OECD chief economist Laurence Boone said: ‘The combination of Covid-19 and the exit from the EU single market makes the UK outlook exceptionally uncertain.
‘Actions taken to address the pandemic and decisions made on future trading relationships will have a lasting impact on the UK’s economic trajectory for years to come, so they should be in line with long-term objectives.
‘Productivity growth in service sectors will have to accelerate significantly for the recovery to be long-lasting and sustainable.’
The report says the UK’s ‘rapid and massive’ emergency response to the pandemic has helped to steady the economy, but warns the country still faces a prolonged period of disruption to economic activity, which risks exacerbating pre-existing inequalities and regional disparities.

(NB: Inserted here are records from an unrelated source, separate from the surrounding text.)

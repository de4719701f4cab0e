//! Schema normalization: raw catalog in, resolved [`Schema`] out.

use super::hooks::Hooks;
use super::relation::RelationMap;
use super::resolve::{compute_ranks, link_foreign_keys};
use super::{
    Column, Event, ForeignKey, Index, Routine, Schema, Table, Trigger, View, NOT_NULL_LABEL,
};
use crate::catalog::{
    Catalog, RawColumn, RawEvent, RawForeignKey, RawIndex, RawRoutine, RawTable, RawTrigger,
    RawView,
};
use crate::comment::SplitComment;
use crate::error::{DescribeError, Result};
use crate::filter::ObjectFilter;
use ahash::AHashSet;
use tracing::{debug, info, warn};

/// Default comment delimiter
pub const DEFAULT_DELIMITER: &str = "\n";

/// Builds a [`Schema`] from one [`Catalog`].
///
/// ```ignore
/// let schema = SchemaBuilder::new()
///     .filter(ObjectFilter::new(&["t_.*"], &[] as &[&str])?)
///     .build(catalog)?;
/// ```
#[derive(Debug)]
pub struct SchemaBuilder {
    delimiter: String,
    filter: ObjectFilter,
    relation: RelationMap,
    hooks: Hooks,
}

impl Default for SchemaBuilder {
    fn default() -> Self {
        Self::new()
    }
}

impl SchemaBuilder {
    pub fn new() -> Self {
        Self {
            delimiter: DEFAULT_DELIMITER.to_string(),
            filter: ObjectFilter::keep_all(),
            relation: RelationMap::new(),
            hooks: Hooks::new(),
        }
    }

    /// Comment delimiter; must not be empty
    pub fn delimiter(mut self, delimiter: impl Into<String>) -> Self {
        self.delimiter = delimiter.into();
        self
    }

    pub fn filter(mut self, filter: ObjectFilter) -> Self {
        self.filter = filter;
        self
    }

    /// Extra foreign keys not declared in the catalog
    pub fn relation(mut self, relation: RelationMap) -> Self {
        self.relation = relation;
        self
    }

    pub fn hooks(mut self, hooks: Hooks) -> Self {
        self.hooks = hooks;
        self
    }

    /// Normalize, filter, link and rank the catalog
    pub fn build(self, catalog: Catalog) -> Result<Schema> {
        if self.delimiter.is_empty() {
            return Err(DescribeError::EmptyDelimiter);
        }
        self.relation.validate(&catalog)?;

        let Catalog {
            database,
            tables,
            views,
            routines,
            events,
            triggers,
        } = catalog;

        let (mut tables, declared) = self.build_tables(tables);
        let included: AHashSet<&str> = tables.iter().map(|t| t.name.as_str()).collect();

        for name in self.relation.tables() {
            if !included.contains(name) {
                warn!(table = name, "ignoring relation map entries for excluded table");
            }
        }

        let mut triggers: Vec<Trigger> = triggers
            .into_iter()
            .filter(|t| included.contains(t.table.as_str()))
            .map(Trigger::from)
            .collect();
        triggers.sort_by(|a, b| a.name.cmp(&b.name));

        for table in &mut tables {
            table.triggers = triggers
                .iter()
                .filter(|t| t.table == table.name)
                .cloned()
                .collect();
        }

        let pruned = link_foreign_keys(&mut tables, declared)?;
        compute_ranks(&mut tables);

        let schema = Schema {
            database,
            tables,
            views: self.build_views(views),
            routines: self.build_routines(routines),
            events: self.build_events(events),
            triggers,
        };

        info!(
            database = %schema.database,
            tables = schema.tables.len(),
            views = schema.views.len(),
            routines = schema.routines.len(),
            events = schema.events.len(),
            foreign_keys = schema.foreign_key_count(),
            pruned,
            "built schema"
        );
        Ok(schema)
    }

    fn skip(&self, kind: &str, name: &str) -> bool {
        let skip = self.filter.should_skip(name);
        if skip {
            debug!(kind, name, "excluded by filter");
        }
        skip
    }

    /// Tables plus their declared foreign keys (catalog + relation map)
    fn build_tables(&self, mut raw_tables: Vec<RawTable>) -> (Vec<Table>, Vec<Vec<ForeignKey>>) {
        raw_tables.sort_by(|a, b| a.name.cmp(&b.name));

        let mut tables = Vec::new();
        let mut declared = Vec::new();

        for raw in raw_tables {
            if self.skip("table", &raw.name) {
                continue;
            }
            let name = raw.name.clone();
            let Some(mut raw) = self.hooks.table(raw) else {
                debug!(table = %name, "excluded by hook");
                continue;
            };

            raw.foreign_keys
                .extend(self.relation.foreign_keys_for(&raw.name));
            let fks = raw
                .foreign_keys
                .iter()
                .map(|fk| foreign_key(&raw.name, fk))
                .collect();

            tables.push(self.normalize_table(raw));
            declared.push(fks);
        }

        (tables, declared)
    }

    fn normalize_table(&self, raw: RawTable) -> Table {
        let comment = SplitComment::new(raw.comment.as_deref(), &self.delimiter);
        let indexes = reindex(raw.indexes);
        let columns = self.normalize_columns(raw.columns, &indexes);

        Table {
            name: raw.name,
            logical_name: comment.logical_name,
            summary: comment.summary,
            collation: raw.collation,
            engine: raw.engine,
            row_format: raw.row_format,
            columns,
            indexes,
            ..Default::default()
        }
    }

    fn normalize_columns(&self, raw: Vec<RawColumn>, indexes: &[Index]) -> Vec<Column> {
        let primary: Vec<&str> = indexes
            .iter()
            .find(|i| i.primary)
            .map(|pk| pk.columns.iter().map(String::as_str).collect())
            .unwrap_or_default();

        raw.into_iter()
            .map(|col| {
                let comment = SplitComment::new(col.comment.as_deref(), &self.delimiter);
                let constraints =
                    constraint_labels(&col, indexes, primary.contains(&col.name.as_str()));
                Column {
                    name: col.name,
                    logical_name: comment.logical_name,
                    summary: comment.summary,
                    col_type: col.col_type,
                    type_declaration: col.type_declaration,
                    not_null: col.not_null,
                    default: col.default,
                    length: col.length,
                    precision: col.precision,
                    scale: col.scale,
                    unsigned: col.unsigned,
                    collation: col.collation,
                    generated: col.generated,
                    constraints,
                }
            })
            .collect()
    }

    fn build_views(&self, mut raw_views: Vec<RawView>) -> Vec<View> {
        raw_views.sort_by(|a, b| a.name.cmp(&b.name));
        raw_views
            .into_iter()
            .filter(|v| !self.skip("view", &v.name))
            .filter_map(|raw| {
                let name = raw.name.clone();
                let raw = self.hooks.view(raw);
                if raw.is_none() {
                    debug!(view = %name, "excluded by hook");
                }
                raw
            })
            .map(|raw| {
                let comment = SplitComment::new(raw.comment.as_deref(), &self.delimiter);
                let indexes = reindex(raw.indexes);
                View {
                    name: raw.name,
                    logical_name: comment.logical_name,
                    summary: comment.summary,
                    sql: raw.sql,
                    check_option: raw.check_option,
                    updatable: raw.updatable,
                    columns: self.normalize_columns(raw.columns, &indexes),
                    indexes,
                }
            })
            .collect()
    }

    fn build_routines(&self, mut raw_routines: Vec<RawRoutine>) -> Vec<Routine> {
        raw_routines.sort_by(|a, b| a.name.cmp(&b.name));
        raw_routines
            .into_iter()
            .filter(|r| !self.skip("routine", &r.name))
            .filter_map(|raw| {
                let name = raw.name.clone();
                let raw = self.hooks.routine(raw);
                if raw.is_none() {
                    debug!(routine = %name, "excluded by hook");
                }
                raw
            })
            .map(|raw| {
                let comment = SplitComment::new(raw.comment.as_deref(), &self.delimiter);
                let parameters = raw
                    .parameters
                    .iter()
                    .map(|p| {
                        format!("{} {} {}", p.mode, p.name, p.type_declaration)
                            .trim()
                            .to_string()
                    })
                    .collect::<Vec<_>>()
                    .join(", ");
                Routine {
                    name: raw.name,
                    logical_name: comment.logical_name,
                    summary: comment.summary,
                    kind: raw.kind,
                    parameters,
                    return_type: raw.return_type,
                    statement: raw.statement,
                }
            })
            .collect()
    }

    fn build_events(&self, mut raw_events: Vec<RawEvent>) -> Vec<Event> {
        raw_events.sort_by(|a, b| a.name.cmp(&b.name));
        raw_events
            .into_iter()
            .filter(|e| !self.skip("event", &e.name))
            .filter_map(|raw| {
                let name = raw.name.clone();
                let raw = self.hooks.event(raw);
                if raw.is_none() {
                    debug!(event = %name, "excluded by hook");
                }
                raw
            })
            .map(|raw| {
                let comment = SplitComment::new(raw.comment.as_deref(), &self.delimiter);
                Event {
                    name: raw.name,
                    logical_name: comment.logical_name,
                    summary: comment.summary,
                    statement: raw.statement,
                    interval: raw.interval.as_deref().map(humanize_interval),
                    since: raw.since,
                    until: raw.until,
                }
            })
            .collect()
    }
}
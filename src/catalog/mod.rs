//! Raw catalog metadata as delivered by an introspection source.
//!
//! This module provides:
//! - Plain serde structs for tables, views, routines, events and triggers
//! - The [`Introspector`] trait every catalog source implements
//! - Source selection from a DSN or file path
//! - Snapshot, DDL dump and live DuckDB sources
//!
//! The raw structs double as the on-disk snapshot format, so their field
//! names are part of the public file format.

pub mod ddl;
pub mod dsn;
pub mod live;
pub mod snapshot;

pub use self::ddl::DdlIntrospector;
pub use self::dsn::{ConnectionParams, Environment};
pub use self::live::DuckDbIntrospector;
pub use self::snapshot::SnapshotIntrospector;

use crate::error::{DescribeError, Result};
use schemars::JsonSchema;
use serde::{Deserialize, Serialize};
use std::collections::BTreeMap;
use std::path::Path;

/// Index flag marking an index the engine created on its own
pub const IMPLICIT_FLAG: &str = "implicit";

/// Name of the primary key index
pub const PRIMARY_INDEX: &str = "PRIMARY";

/// Raw column metadata
#[derive(Debug, Clone, Default, PartialEq, Serialize, Deserialize, JsonSchema)]
#[serde(default)]
pub struct RawColumn {
    pub name: String,
    /// Type name (e.g. `integer`, `string`)
    #[serde(rename = "type")]
    pub col_type: String,
    /// Full type declaration as written in DDL (e.g. `varchar(64)`)
    pub type_declaration: Option<String>,
    pub not_null: bool,
    pub default: Option<String>,
    pub length: Option<u32>,
    pub precision: Option<u32>,
    pub scale: Option<u32>,
    pub unsigned: bool,
    pub collation: Option<String>,
    /// Expression of a generated column
    pub generated: Option<String>,
    pub comment: Option<String>,
}

/// Raw index metadata
#[derive(Debug, Clone, Default, PartialEq, Serialize, Deserialize, JsonSchema)]
#[serde(default)]
pub struct RawIndex {
    pub name: String,
    pub columns: Vec<String>,
    pub unique: bool,
    pub primary: bool,
    /// Engine flags such as `implicit`, `fulltext`, `spatial`
    pub flags: Vec<String>,
    pub options: BTreeMap<String, String>,
}

impl RawIndex {
    pub fn is_implicit(&self) -> bool {
        self.flags.iter().any(|f| f == IMPLICIT_FLAG)
    }
}

/// Raw foreign key constraint
#[derive(Debug, Clone, Default, PartialEq, Serialize, Deserialize, JsonSchema)]
#[serde(default)]
pub struct RawForeignKey {
    pub name: String,
    pub columns: Vec<String>,
    pub foreign_table: String,
    pub foreign_columns: Vec<String>,
    pub on_update: Option<String>,
    pub on_delete: Option<String>,
}

/// Raw table metadata
#[derive(Debug, Clone, Default, PartialEq, Serialize, Deserialize, JsonSchema)]
#[serde(default)]
pub struct RawTable {
    pub name: String,
    pub comment: Option<String>,
    pub engine: Option<String>,
    pub collation: Option<String>,
    pub row_format: Option<String>,
    pub columns: Vec<RawColumn>,
    pub indexes: Vec<RawIndex>,
    pub foreign_keys: Vec<RawForeignKey>,
}

impl RawTable {
    pub fn new(name: impl Into<String>) -> Self {
        Self {
            name: name.into(),
            ..Default::default()
        }
    }

    /// Get a column by name
    pub fn column(&self, name: &str) -> Option<&RawColumn> {
        self.columns.iter().find(|c| c.name == name)
    }

    /// Get a mutable column by name
    pub fn column_mut(&mut self, name: &str) -> Option<&mut RawColumn> {
        self.columns.iter_mut().find(|c| c.name == name)
    }
}

/// Raw view metadata; columns and indexes share the table shape
#[derive(Debug, Clone, Default, PartialEq, Serialize, Deserialize, JsonSchema)]
#[serde(default)]
pub struct RawView {
    pub name: String,
    pub sql: String,
    pub comment: Option<String>,
    pub check_option: Option<String>,
    pub updatable: bool,
    pub columns: Vec<RawColumn>,
    pub indexes: Vec<RawIndex>,
}

/// Routine parameter
#[derive(Debug, Clone, Default, PartialEq, Serialize, Deserialize, JsonSchema)]
#[serde(default)]
pub struct RawParameter {
    /// `IN`, `OUT`, `INOUT` or empty
    pub mode: String,
    pub name: String,
    pub type_declaration: String,
}

/// Raw stored routine (procedure or function)
#[derive(Debug, Clone, Default, PartialEq, Serialize, Deserialize, JsonSchema)]
#[serde(default)]
pub struct RawRoutine {
    pub name: String,
    /// `PROCEDURE` or `FUNCTION`
    pub kind: String,
    pub parameters: Vec<RawParameter>,
    pub return_type: Option<String>,
    pub statement: String,
    pub comment: Option<String>,
}

/// Raw scheduled event
#[derive(Debug, Clone, Default, PartialEq, Serialize, Deserialize, JsonSchema)]
#[serde(default)]
pub struct RawEvent {
    pub name: String,
    pub statement: String,
    /// ISO-8601 duration such as `P1DT12H`
    pub interval: Option<String>,
    pub since: Option<String>,
    pub until: Option<String>,
    pub comment: Option<String>,
}

/// Raw trigger
#[derive(Debug, Clone, Default, PartialEq, Serialize, Deserialize, JsonSchema)]
#[serde(default)]
pub struct RawTrigger {
    pub name: String,
    pub table: String,
    pub statement: String,
    /// `INSERT`, `UPDATE` or `DELETE`
    pub event: String,
    /// `BEFORE` or `AFTER`
    pub timing: String,
}

/// Everything one introspection pass returns
#[derive(Debug, Clone, Default, PartialEq, Serialize, Deserialize, JsonSchema)]
#[serde(default)]
pub struct Catalog {
    /// Database name used for output file names and titles
    pub database: String,
    pub tables: Vec<RawTable>,
    pub views: Vec<RawView>,
    pub routines: Vec<RawRoutine>,
    pub events: Vec<RawEvent>,
    pub triggers: Vec<RawTrigger>,
}

impl Catalog {
    pub fn new(database: impl Into<String>) -> Self {
        Self {
            database: database.into(),
            ..Default::default()
        }
    }

    /// Get a table by name
    pub fn table(&self, name: &str) -> Option<&RawTable> {
        self.tables.iter().find(|t| t.name == name)
    }

    /// Get a mutable table by name
    pub fn table_mut(&mut self, name: &str) -> Option<&mut RawTable> {
        self.tables.iter_mut().find(|t| t.name == name)
    }
}

/// A source of raw catalog metadata
pub trait Introspector {
    /// Run one read-only introspection pass
    fn introspect(&self) -> Result<Catalog>;
}

/// Pick the introspector for a DSN (`duckdb:///file.duckdb`) or a catalog file path
pub fn introspector_for(source: &str) -> Result<Box<dyn Introspector>> {
    if source.contains("://") {
        let params = ConnectionParams::resolve(source, &Environment::current())?;
        return match params.driver.as_str() {
            "duckdb" => Ok(Box::new(DuckDbIntrospector::new(params))),
            other => Err(DescribeError::UnsupportedDriver {
                scheme: other.to_string(),
            }),
        };
    }

    let path = Path::new(source);
    let ext = path
        .extension()
        .and_then(|e| e.to_str())
        .map(|e| e.to_lowercase());

    match ext.as_deref() {
        Some("yaml" | "yml" | "json") => Ok(Box::new(SnapshotIntrospector::new(path))),
        _ => Ok(Box::new(DdlIntrospector::new(path))),
    }
}

/// Derive a database name from a file path (`dumps/blog.sql.gz` -> `blog`)
pub fn database_name_from_path(path: &Path) -> String {
    let file_name = path
        .file_name()
        .and_then(|n| n.to_str())
        .unwrap_or("schema");
    file_name
        .split('.')
        .next()
        .filter(|s| !s.is_empty())
        .unwrap_or("schema")
        .to_string()
}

The survey, assuming a smooth transition to an EU free trade agreement post-Brexit, projects an unprecedented fall in GDP in 2020 of 10.1%, with activity still below its pre-crisis level by the end of 2021.
The unemployment rate is projected to be 7.1% in 2021, up from 3.8% in 2019.
The OECD says that while the increase in barriers to trade resulting from any form of exit from the EU single market will lower growth over the medium term, a disorderly exit would be more costly and disruptive.
Dealing with a no deal or unclear outcome would be complicated by the fact that firms have diverted their attention to dealing with Covid-19, and those with reduced earnings will be less able to invest in new systems, staff and training.
The report calls for the UK to spend more on digital infrastructure, where it is performing below other EU countries, and to improve digital skills, pointing out that the low level of adult training in the UK is a concern.
Responding to the survey a Treasury spokesperson said: ‘We welcome the OECD’s survey, their recommendations and their recognition of our unprecedented package of support which has protected jobs, businesses and the wider economy throughout the pandemic.
‘As the OECD note in their report, it’s clear that policy action has mitigated the economic impact of the virus.
‘The recent measures announced by the Chancellor, including the Plan for Jobs and the Winter Economy Plan, strike the right balance between protecting jobs and providing people with new training and opportunities, including through traineeships, apprenticeships and our £2bn Kickstart scheme, to ensure that nobody is left without hope.’